Where is this all going? Relations between North Korea and the US are as tense as they’ve been in recent memory, with the Trump administration clearly feeling its oats after bombing Shayrat air base and dropping that BIG-ASS BOMB in Afghanistan. It clearly feels like it’s “sent a message” to North Korea and is probably going to get frustrated when it realizes the message wasn’t received. If I were living in South Korea, I would absolutely be worried about the possibility of pre-emptive airstrikes from a US president who seems neither to know nor care what such a thing might mean for Seoul (Tokyo too, but Seoul is in particular danger). China now appears to be the voice of reason in this situation, but Beijing also has to own up to the fact that its policy of constructive engagement with Pyongyang has failed just as thoroughly as Washington’s policy of treating Pyongyang like a mouthy teenager, and they don’t seem willing to do that. I don’t think we’re going to see a resumption of the Korean War (or worse), but right now I’m not sure any of the three major players–North Korea, China, and the US–is willing to take steps to deescalate the situation.

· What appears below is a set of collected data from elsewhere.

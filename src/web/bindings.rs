//! JS-facing API
//!
//! Lets a page that manages its own canvas and animation loop drive the
//! kernel directly:
//!
//! ```js
//! const balls = new BouncingBalls(10, canvas);
//! balls.init_balls();
//! (function frame() { balls.draw(); requestAnimationFrame(frame); })();
//! ```

use wasm_bindgen::prelude::*;
use web_sys::HtmlCanvasElement;

use super::{CanvasSurface, time_seed};
use crate::frame::Surface;
use crate::routes::View;
use crate::settings::Settings;
use crate::sim::Simulation;

#[wasm_bindgen]
pub struct BouncingBalls {
    sim: Simulation,
    surface: CanvasSurface,
}

#[wasm_bindgen]
impl BouncingBalls {
    #[wasm_bindgen(constructor)]
    pub fn new(amount: usize, canvas: HtmlCanvasElement) -> BouncingBalls {
        let mut config = View::WasmBounce.sim_config().unwrap_or_default();
        config.amount = amount;

        BouncingBalls {
            sim: Simulation::new(config, time_seed()),
            // The host sizes the canvas itself
            surface: CanvasSurface::new(canvas, None, &Settings::load()),
        }
    }

    pub fn set_canvas(&mut self, canvas: HtmlCanvasElement) {
        self.surface.set_canvas(canvas);
    }

    /// Scatter a fresh population over the canvas
    ///
    /// Uses the canvas's pixel size even if it is not in the document yet.
    pub fn init_balls(&mut self) {
        if let Some(container) = self.surface.size() {
            self.sim.set_container(container);
            self.sim.resize(self.sim.amount());
        }
    }

    /// Advance one frame against the canvas's current size
    pub fn next_tick(&mut self) {
        if let Some(container) = self.surface.size() {
            self.sim.set_container(container);
        }
        self.sim.step();
    }

    pub fn amount(&self) -> usize {
        self.sim.bodies().len()
    }

    pub fn set_amount(&mut self, amount: usize) {
        self.sim.resize(amount);
    }

    /// Step once and repaint
    pub fn draw(&mut self) {
        self.next_tick();
        self.surface.draw(self.sim.bodies(), self.sim.anchor());
    }
}
//! User preferences
//!
//! Persisted in LocalStorage. Only presentation choices live here; ball
//! positions are never saved.

use serde::{Deserialize, Serialize};

/// Display preferences shared by every view
#[derive(Debug, Clone, PartialEq, Serialize, Deserialize)]
#[serde(default)]
pub struct Settings {
    // === Canvas ===
    /// Fill colour for canvas balls (any CSS colour)
    pub ball_color: String,
    /// Outline colour for canvas balls
    pub ball_border_color: String,
    /// Outline width in pixels
    pub border_width: f64,

    // === HUD ===
    /// Log a frame-rate line once per second
    pub log_fps: bool,
}

impl Default for Settings {
    fn default() -> Self {
        Self {
            ball_color: "red".to_string(),
            ball_border_color: "black".to_string(),
            border_width: 1.0,
            log_fps: false,
        }
    }
}

impl Settings {
    /// LocalStorage key (used only in wasm32)
    #[allow(dead_code)]
    const STORAGE_KEY: &'static str = "bouncing_balls_settings";

    /// Keys accepted by `apply_overrides`, e.g. from `?ball_color=teal`
    pub const OVERRIDE_KEYS: [&'static str; 4] =
        ["ball_color", "ball_border_color", "border_width", "log_fps"];

    /// Parse settings JSON; missing fields take their defaults
    pub fn from_json(json: &str) -> Option<Self> {
        match serde_json::from_str(json) {
            Ok(settings) => Some(settings),
            Err(e) => {
                log::info!("Ignoring malformed settings: {}", e);
                None
            }
        }
    }

    pub fn to_json(&self) -> Option<String> {
        serde_json::to_string(self).ok()
    }

    /// Settings from a stored JSON blob, defaults when absent or unreadable
    pub fn from_stored(json: Option<&str>) -> Self {
        match json.and_then(Self::from_json) {
            Some(settings) => {
                log::info!("Loaded stored settings");
                settings
            }
            None => {
                log::info!("Using default settings");
                Self::default()
            }
        }
    }

    /// Apply `key=value` overrides; returns true if anything changed
    ///
    /// Unknown keys and unparsable values are skipped.
    pub fn apply_overrides<'a, I>(&mut self, pairs: I) -> bool
    where
        I: IntoIterator<Item = (&'a str, &'a str)>,
    {
        let before = self.clone();
        for (key, value) in pairs {
            let value = value.trim();
            match key {
                "ball_color" if !value.is_empty() => self.ball_color = value.to_string(),
                "ball_border_color" if !value.is_empty() => {
                    self.ball_border_color = value.to_string()
                }
                "border_width" => match value.parse::<f64>() {
                    Ok(width) if width.is_finite() && width >= 0.0 => self.border_width = width,
                    _ => log::warn!("Ignoring border_width={}", value),
                },
                "log_fps" => match value {
                    "1" | "true" | "on" => self.log_fps = true,
                    "0" | "false" | "off" => self.log_fps = false,
                    _ => log::warn!("Ignoring log_fps={}", value),
                },
                _ => {}
            }
        }
        *self != before
    }

    #[cfg(target_arch = "wasm32")]
    fn storage() -> Option<web_sys::Storage> {
        web_sys::window()?.local_storage().ok()?
    }

    /// Load settings from LocalStorage (WASM only)
    #[cfg(target_arch = "wasm32")]
    pub fn load() -> Self {
        let stored = Self::storage().and_then(|s| s.get_item(Self::STORAGE_KEY).ok().flatten());
        Self::from_stored(stored.as_deref())
    }

    /// Save settings to LocalStorage (WASM only)
    #[cfg(target_arch = "wasm32")]
    pub fn save(&self) {
        let Some(json) = self.to_json() else {
            return;
        };
        match Self::storage().map(|s| s.set_item(Self::STORAGE_KEY, &json)) {
            Some(Ok(())) => log::info!("Settings saved"),
            _ => log::warn!("Settings not saved, LocalStorage unavailable"),
        }
    }

    /// Native stubs
    #[cfg(not(target_arch = "wasm32"))]
    pub fn load() -> Self {
        Self::from_stored(None)
    }

    #[cfg(not(target_arch = "wasm32"))]
    pub fn save(&self) {
        // No-op for native
    }
}

#[cfg(test)]
mod tests {
    use super::*;

    #[test]
    fn test_defaults_match_classic_look() {
        let s = Settings::default();
        assert_eq!(s.ball_color, "red");
        assert_eq!(s.ball_border_color, "black");
        assert_eq!(s.border_width, 1.0);
    }

    #[test]
    fn test_partial_json_fills_defaults() {
        let s = Settings::from_json(r#"{"ball_color":"teal"}"#).unwrap();
        assert_eq!(s.ball_color, "teal");
        assert_eq!(s.ball_border_color, "black");
        assert!(!s.log_fps);
    }

    #[test]
    fn test_malformed_json() {
        assert!(Settings::from_json("{not json").is_none());
        assert!(Settings::from_json(r#"{"border_width":"wide"}"#).is_none());
    }

    #[test]
    fn test_json_round_trip() {
        let s = Settings {
            log_fps: true,
            ..Default::default()
        };
        let json = s.to_json().unwrap();
        assert_eq!(Settings::from_json(&json), Some(s));
    }

    #[test]
    fn test_overrides_change_settings() {
        let mut s = Settings::default();
        let changed = s.apply_overrides([
            ("ball_color", "#00ff00"),
            ("border_width", "2.5"),
            ("log_fps", "1"),
            ("unknown", "x"),
        ]);
        assert!(changed);
        assert_eq!(s.ball_color, "#00ff00");
        assert_eq!(s.border_width, 2.5);
        assert!(s.log_fps);
        assert_eq!(s.ball_border_color, "black");
    }

    #[test]
    fn test_overrides_skip_bad_values() {
        let mut s = Settings::default();
        let changed = s.apply_overrides([
            ("border_width", "-1"),
            ("border_width", "wide"),
            ("log_fps", "maybe"),
            ("ball_color", "  "),
        ]);
        assert!(!changed);
        assert_eq!(s, Settings::default());

        // Same value again is not a change
        assert!(!s.apply_overrides([("ball_color", "red")]));
    }

    #[test]
    fn test_overrides_survive_storage_round_trip() {
        let mut s = Settings::default();
        assert!(s.apply_overrides([("ball_border_color", "navy"), ("log_fps", "true")]));

        let stored = s.to_json();
        let loaded = Settings::from_stored(stored.as_deref());
        assert_eq!(loaded, s);
        assert_eq!(loaded.ball_border_color, "navy");
    }

    #[test]
    fn test_from_stored_falls_back_to_defaults() {
        assert_eq!(Settings::from_stored(None), Settings::default());
        assert_eq!(Settings::from_stored(Some("[1,2]")), Settings::default());
        assert_eq!(Settings::load(), Settings::default());
    }
}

DEMOCRATIC REPUBLIC OF THE CONGO
DRC authorities have returned the body of tribal leader Kamwina Nsapu to his tribe. Nsapu was killed by DRC police last August, and his death led to the creation of the loosely organized Kamwina Nsapu militia. Nsapu had already begun an insurrection against the government in the month before he was killed, but the militia bearing his name has escalated the violence, primarily in Kasai-Central province but also in the neighboring provinces of Kasai, Kasai-Oriental, and Lomami. The return of his body, and promises of government recognition for his successor, are seen as potential steps toward ending the insurrection.